Jauh sebelum IUPHKm terbit, para anggota Gapoktan telah memanfaatkan lahan Hutan Lindung Bukit Daun menjadi lahan perkebunan sebagai sumber pendapatan untuk memenuhi kebutuhan keluarga. Umumnya, mereka membuka kebun kopi yang berpolakan tumpang sari atau agroforestry sederhana. Kopi dijual dalam bentuk biji (beras kopi) kepada pedagang pengumpul di tingkat desa yang tidak lain juga merupakan pemberi pinjaman modal untuk perawatan dan pembelian sarana produksi kebun, serta kebutuhan hidup semasa paceklik. Kontribusi pendapatan dari hasil mengelola kebun di areal Hutan Lindung tersebut tergolong besar. Hasil penelitian Senoaji (2009) di Desa Air Lanang menyebutkan kontribusinya mencapai 52,5 persen dari pendapatan total.
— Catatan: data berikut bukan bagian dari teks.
pub mod cursor;
pub mod models;

pub use cursor::FeedCursor;
pub use models::*;
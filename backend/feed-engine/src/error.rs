/// Error types for the feed engine
use thiserror::Error;

#[derive(Error, Debug)]
pub enum FeedError {
    /// A backing store could not be reached or a query failed. Fatal for
    /// the in-flight request; callers never receive a partial page.
    #[error("Store unavailable: {0}")]
    StoreUnavailable(#[from] sqlx::Error),

    /// Content was rejected by the moderation gate and was not persisted.
    #[error("Content flagged (category: {category:?}, confidence: {confidence})")]
    ContentFlagged {
        category: Option<String>,
        confidence: f32,
    },

    /// A mutation was attempted without a viewer identity.
    #[error("Not authenticated")]
    NotAuthenticated,

    #[error("Invalid input: {0}")]
    InvalidInput(String),

    #[error("Not found: {0}")]
    NotFound(String),
}

/// Result type alias for feed engine operations
pub type Result<T> = std::result::Result<T, FeedError>;
//! Opaque cursor for keyset feed pagination.
//!
//! Encodes as base64 of `"<created_at_micros>:<post_id>"`. The
//! (timestamp, post id) position strictly advances across successive
//! pages — the id breaks timestamp ties — so no item is skipped or
//! duplicated while paging; posts inserted after the cursor's reference
//! point are the documented append-while-paging exception.

use base64::{engine::general_purpose, Engine as _};
use chrono::{DateTime, Utc};
use uuid::Uuid;

use crate::error::{FeedError, Result};

/// Cursor pointing just below the last delivered item
#[derive(Debug, Clone, Copy, PartialEq, Eq)]
pub struct FeedCursor {
    pub created_at: DateTime<Utc>,
    pub post_id: Uuid,
}

impl FeedCursor {
    /// Cursor for the boundary item of a page
    pub fn after(created_at: DateTime<Utc>, post_id: Uuid) -> Self {
        Self {
            created_at,
            post_id,
        }
    }

    pub fn encode(&self) -> String {
        let raw = format!(
            "{}:{}",
            self.created_at.timestamp_micros(),
            self.post_id
        );
        general_purpose::STANDARD.encode(raw)
    }

    pub fn decode(token: &str) -> Result<Self> {
        let decoded = general_purpose::STANDARD
            .decode(token)
            .map_err(|_| FeedError::InvalidInput("Invalid cursor format".to_string()))?;
        let raw = String::from_utf8(decoded)
            .map_err(|_| FeedError::InvalidInput("Invalid cursor encoding".to_string()))?;

        let (ts_str, id_str) = raw
            .split_once(':')
            .ok_or_else(|| FeedError::InvalidInput("Invalid cursor shape".to_string()))?;

        let micros = ts_str
            .parse::<i64>()
            .map_err(|_| FeedError::InvalidInput("Invalid cursor timestamp".to_string()))?;
        let created_at = DateTime::<Utc>::from_timestamp_micros(micros)
            .ok_or_else(|| FeedError::InvalidInput("Cursor timestamp out of range".to_string()))?;
        let post_id = Uuid::parse_str(id_str)
            .map_err(|_| FeedError::InvalidInput("Invalid cursor post id".to_string()))?;

        Ok(Self {
            created_at,
            post_id,
        })
    }
}
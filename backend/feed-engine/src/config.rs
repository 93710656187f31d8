/// Configuration management for the feed engine
///
/// Loads configuration from environment variables.
use anyhow::{Context, Result};
use serde::{Deserialize, Serialize};

/// Main engine configuration
#[derive(Debug, Clone, Serialize, Deserialize)]
pub struct Config {
    /// Database configuration
    pub database: DatabaseConfig,
    /// Feed paging configuration
    pub feed: FeedConfig,
    /// External reranking service configuration
    pub reranker: RerankerConfig,
    /// External content classifier configuration
    pub moderation: ModerationConfig,
}

/// Database configuration
#[derive(Debug, Clone, Serialize, Deserialize)]
pub struct DatabaseConfig {
    /// Database URL
    pub url: String,
    /// Max connections in pool
    #[serde(default = "default_max_connections")]
    pub max_connections: u32,
}

/// Feed paging configuration
#[derive(Debug, Clone, Serialize, Deserialize)]
pub struct FeedConfig {
    /// Number of posts per page
    #[serde(default = "default_page_size")]
    pub page_size: usize,
    /// Upper bound on the advisory seen-set warmed per page request
    #[serde(default = "default_seen_set_limit")]
    pub seen_set_limit: usize,
}

impl Default for FeedConfig {
    fn default() -> Self {
        Self {
            page_size: default_page_size(),
            seen_set_limit: default_seen_set_limit(),
        }
    }
}

/// External relevance-scoring service configuration
#[derive(Debug, Clone, Serialize, Deserialize)]
pub struct RerankerConfig {
    /// Scoring endpoint; empty disables the external call entirely
    #[serde(default)]
    pub endpoint: String,
    /// Hard timeout for the scoring call
    #[serde(default = "default_rerank_timeout_ms")]
    pub timeout_ms: u64,
    /// Max candidates sent per call
    #[serde(default = "default_rerank_batch")]
    pub batch_size: usize,
}

impl Default for RerankerConfig {
    fn default() -> Self {
        Self {
            endpoint: String::new(),
            timeout_ms: default_rerank_timeout_ms(),
            batch_size: default_rerank_batch(),
        }
    }
}

/// External content classifier configuration
#[derive(Debug, Clone, Serialize, Deserialize)]
pub struct ModerationConfig {
    /// Classifier endpoint; empty disables the image check (text rules still apply)
    #[serde(default)]
    pub classifier_endpoint: String,
    /// Hard timeout for the classifier call
    #[serde(default = "default_classifier_timeout_ms")]
    pub timeout_ms: u64,
}

impl Default for ModerationConfig {
    fn default() -> Self {
        Self {
            classifier_endpoint: String::new(),
            timeout_ms: default_classifier_timeout_ms(),
        }
    }
}

// Default values
fn default_max_connections() -> u32 {
    10
}

fn default_page_size() -> usize {
    20
}

fn default_seen_set_limit() -> usize {
    500
}

fn default_rerank_timeout_ms() -> u64 {
    1500
}

fn default_rerank_batch() -> usize {
    20
}

fn default_classifier_timeout_ms() -> u64 {
    2000
}

impl Config {
    /// Load configuration from environment variables
    pub fn from_env() -> Result<Self> {
        let database = DatabaseConfig {
            url: std::env::var("DATABASE_URL").context("DATABASE_URL must be set")?,
            max_connections: std::env::var("DATABASE_MAX_CONNECTIONS")
                .ok()
                .and_then(|v| v.parse().ok())
                .unwrap_or_else(default_max_connections),
        };

        let feed = FeedConfig {
            page_size: std::env::var("FEED_PAGE_SIZE")
                .ok()
                .and_then(|v| v.parse().ok())
                .unwrap_or_else(default_page_size),
            seen_set_limit: std::env::var("FEED_SEEN_SET_LIMIT")
                .ok()
                .and_then(|v| v.parse().ok())
                .unwrap_or_else(default_seen_set_limit),
        };

        let reranker = RerankerConfig {
            endpoint: std::env::var("RERANKER_ENDPOINT").unwrap_or_default(),
            timeout_ms: std::env::var("RERANKER_TIMEOUT_MS")
                .ok()
                .and_then(|v| v.parse().ok())
                .unwrap_or_else(default_rerank_timeout_ms),
            batch_size: std::env::var("RERANKER_BATCH_SIZE")
                .ok()
                .and_then(|v| v.parse().ok())
                .unwrap_or_else(default_rerank_batch),
        };

        let moderation = ModerationConfig {
            classifier_endpoint: std::env::var("MODERATION_CLASSIFIER_ENDPOINT")
                .unwrap_or_default(),
            timeout_ms: std::env::var("MODERATION_CLASSIFIER_TIMEOUT_MS")
                .ok()
                .and_then(|v| v.parse().ok())
                .unwrap_or_else(default_classifier_timeout_ms),
        };

        Ok(Self {
            database,
            feed,
            reranker,
            moderation,
        })
    }
}
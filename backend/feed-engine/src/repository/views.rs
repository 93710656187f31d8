use async_trait::async_trait;
use sqlx::PgPool;
use uuid::Uuid;

use super::ViewStore;
use crate::error::Result;

/// Postgres-backed view-record store
#[derive(Clone)]
pub struct PgViewStore {
    pool: PgPool,
}

impl PgViewStore {
    pub fn new(pool: PgPool) -> Self {
        Self { pool }
    }
}

#[async_trait]
impl ViewStore for PgViewStore {
    async fn insert_view(&self, viewer_id: Uuid, post_id: Uuid) -> Result<bool> {
        // The unique (viewer_id, post_id) constraint makes the duplicate
        // write a no-op rather than an error; rows_affected tells the
        // caller whether this was the first view.
        let result = sqlx::query(
            r#"
            INSERT INTO view_records (viewer_id, post_id, first_seen_at)
            VALUES ($1, $2, NOW())
            ON CONFLICT (viewer_id, post_id) DO NOTHING
            "#,
        )
        .bind(viewer_id)
        .bind(post_id)
        .execute(&self.pool)
        .await?;

        Ok(result.rows_affected() > 0)
    }

    async fn is_seen(&self, viewer_id: Uuid, post_id: Uuid) -> Result<bool> {
        let exists: bool = sqlx::query_scalar(
            r#"
            SELECT EXISTS(
                SELECT 1 FROM view_records
                WHERE viewer_id = $1 AND post_id = $2
            )
            "#,
        )
        .bind(viewer_id)
        .bind(post_id)
        .fetch_one(&self.pool)
        .await?;

        Ok(exists)
    }

    async fn load_seen(&self, viewer_id: Uuid, limit: usize) -> Result<Vec<Uuid>> {
        let post_ids: Vec<Uuid> = sqlx::query_scalar(
            r#"
            SELECT post_id
            FROM view_records
            WHERE viewer_id = $1
            ORDER BY first_seen_at DESC
            LIMIT $2
            "#,
        )
        .bind(viewer_id)
        .bind(limit as i64)
        .fetch_all(&self.pool)
        .await?;

        Ok(post_ids)
    }
}
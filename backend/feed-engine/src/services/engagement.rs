//! Reaction and comment state machine.
//!
//! Reactions apply optimistically to a local ledger before the store
//! acknowledges; a store error rolls the ledger back, a store answer
//! reconciles it. Comments pass the moderation gate (text-only) before
//! anything is persisted or appended to local tree state.

use chrono::Utc;
use dashmap::DashMap;
use std::sync::Arc;
use tracing::debug;
use uuid::Uuid;

use crate::domain::{Comment, DraftContent};
use crate::error::{FeedError, Result};
use crate::repository::{CommentStore, PostStore, ReactionStore, ReactionToggle};
use crate::services::moderation::{ModerationGate, ModerationMode};
use crate::services::notifications::{NotificationDispatcher, NotificationEvent};

/// A comment with its nested replies
#[derive(Debug, Clone)]
pub struct CommentNode {
    pub comment: Comment,
    pub replies: Vec<CommentNode>,
}

pub struct EngagementService {
    reactions: Arc<dyn ReactionStore>,
    comments: Arc<dyn CommentStore>,
    posts: Arc<dyn PostStore>,
    moderation: Arc<ModerationGate>,
    notifier: Arc<dyn NotificationDispatcher>,
    /// Optimistic reacted-state per (user, post, emoji); advisory, never a
    /// source of truth — reconciled to the store's answer on every toggle
    ledger: DashMap<(Uuid, Uuid, String), bool>,
}

impl EngagementService {
    pub fn new(
        reactions: Arc<dyn ReactionStore>,
        comments: Arc<dyn CommentStore>,
        posts: Arc<dyn PostStore>,
        moderation: Arc<ModerationGate>,
        notifier: Arc<dyn NotificationDispatcher>,
    ) -> Self {
        Self {
            reactions,
            comments,
            posts,
            moderation,
            notifier,
            ledger: DashMap::new(),
        }
    }

    /// Whether the optimistic ledger currently shows the user as reacted.
    /// Falls back to the store when the ledger has no entry.
    pub async fn has_reacted(&self, user_id: Uuid, post_id: Uuid, emoji: &str) -> Result<bool> {
        let key = (user_id, post_id, emoji.to_string());
        if let Some(entry) = self.ledger.get(&key) {
            return Ok(*entry);
        }
        self.reactions.exists(post_id, user_id, emoji).await
    }

    /// Toggle the (user, post, emoji) reaction.
    ///
    /// The local ledger flips before the store round trip; on store error
    /// the flip is rolled back and the error surfaces, on success the
    /// ledger reconciles to whatever the store decided (a concurrent
    /// toggle may have won).
    pub async fn toggle_reaction(
        &self,
        user_id: Uuid,
        post_id: Uuid,
        emoji: &str,
    ) -> Result<ReactionToggle> {
        let key = (user_id, post_id, emoji.to_string());
        let before = match self.ledger.get(&key) {
            Some(entry) => *entry,
            None => self.reactions.exists(post_id, user_id, emoji).await?,
        };

        // Optimistic flip
        self.ledger.insert(key.clone(), !before);

        let result = match self.reactions.toggle(post_id, user_id, emoji).await {
            Ok(result) => result,
            Err(e) => {
                // Rollback: the flip never happened
                self.ledger.insert(key, before);
                return Err(e);
            }
        };

        // Reconcile to the server's answer
        self.ledger.insert(key, result.added);

        if result.added {
            if let Some(post) = self.posts.get(post_id).await? {
                if post.author_id != user_id {
                    self.notifier
                        .dispatch(NotificationEvent::NewReaction {
                            recipient_id: post.author_id,
                            post_id,
                            summary: format!("Someone reacted {} to your post", emoji),
                        })
                        .await;
                }
            }
        }

        debug!(
            user = %user_id,
            post = %post_id,
            emoji,
            added = result.added,
            "reaction toggled"
        );
        Ok(result)
    }

    /// Add a comment after a text-only moderation pass. Rejected content
    /// is never persisted and never reaches local tree state.
    pub async fn add_comment(
        &self,
        post_id: Uuid,
        author_id: Uuid,
        content: String,
        parent_id: Option<Uuid>,
    ) -> Result<Comment> {
        if content.trim().is_empty() {
            return Err(FeedError::InvalidInput("Comment is empty".to_string()));
        }

        let draft = DraftContent {
            text: Some(content.clone()),
            image_ref: None,
        };
        let verdict = self.moderation.check(&draft, ModerationMode::TextOnly).await;
        if !verdict.clean {
            return Err(FeedError::ContentFlagged {
                category: verdict.category,
                confidence: verdict.confidence,
            });
        }

        let comment = Comment {
            id: Uuid::new_v4(),
            post_id,
            author_id,
            parent_id,
            content,
            created_at: Utc::now(),
            like_count: 0,
        };
        self.comments.insert(&comment).await?;

        if let Some(post) = self.posts.get(post_id).await? {
            if post.author_id != author_id {
                self.notifier
                    .dispatch(NotificationEvent::NewComment {
                        recipient_id: post.author_id,
                        post_id,
                        summary: "New comment on your post".to_string(),
                    })
                    .await;
            }
        }

        Ok(comment)
    }

    /// Full comment tree for a post, roots oldest-first.
    pub async fn comment_tree(&self, post_id: Uuid) -> Result<Vec<CommentNode>> {
        let rows = self.comments.list_for_post(post_id).await?;
        Ok(build_comment_tree(rows))
    }

    /// Delete a comment and its entire reply subtree. Only the comment's
    /// author may delete it; partial subtree removal is not possible.
    pub async fn delete_comment(&self, comment_id: Uuid, requester_id: Uuid) -> Result<u64> {
        let removed = self.comments.delete_subtree(comment_id, requester_id).await?;
        if removed == 0 {
            return Err(FeedError::NotFound(format!(
                "Comment {} not found or not owned by requester",
                comment_id
            )));
        }
        Ok(removed)
    }
}

/// Reconstruct the reply tree from flat rows.
///
/// Each comment attaches to its parent's reply list; a comment whose
/// parent is missing (deleted, not loaded) demotes to a root rather than
/// being dropped.
pub fn build_comment_tree(rows: Vec<Comment>) -> Vec<CommentNode> {
    use std::collections::{HashMap, HashSet};

    let known: HashSet<Uuid> = rows.iter().map(|c| c.id).collect();

    // Group children under their effective parent, preserving input order
    let mut children: HashMap<Option<Uuid>, Vec<Comment>> = HashMap::new();
    for comment in rows {
        let parent = match comment.parent_id {
            Some(p) if known.contains(&p) => Some(p),
            _ => None,
        };
        children.entry(parent).or_default().push(comment);
    }

    fn attach(
        parent: Option<Uuid>,
        children: &mut std::collections::HashMap<Option<Uuid>, Vec<Comment>>,
    ) -> Vec<CommentNode> {
        let Some(level) = children.remove(&parent) else {
            return Vec::new();
        };
        level
            .into_iter()
            .map(|comment| {
                let replies = attach(Some(comment.id), children);
                CommentNode { comment, replies }
            })
            .collect()
    }

    attach(None, &mut children)
}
Melihat tingkat kontribusi pendapatan dari menjual kopi, muncul gagasan untuk membangun usaha bubuk kopi kemasan sebagai upaya meningkatkan kesejahteraan anggota Gapoktan. Untuk menguji gagasan tersebut tepat untuk dilakukan atau tidak, tentulah perlu dianalisis dan divalidasi terlebih dahulu. Analisis dan validasi dilakukan secara partisipatif oleh 20 orang perwakilan Gapoktan pada pelatihan pada Selasa-Rabu (25-26 April 2016) di Rejang Lebong yang difasilitasi oleh Direktur Eksekutif Non Timber Forest Products – Exchange Programme Jusupta Tarigan menggunakan model Community Livelihood Assesment and Products Scanning (CLAPS), dan pertemuan 6 orang perwakilan Gapoktan pada Selasa (3 Mei 2016) di Desa Tebat Pulau sebagai tindaklanjut pelatihan.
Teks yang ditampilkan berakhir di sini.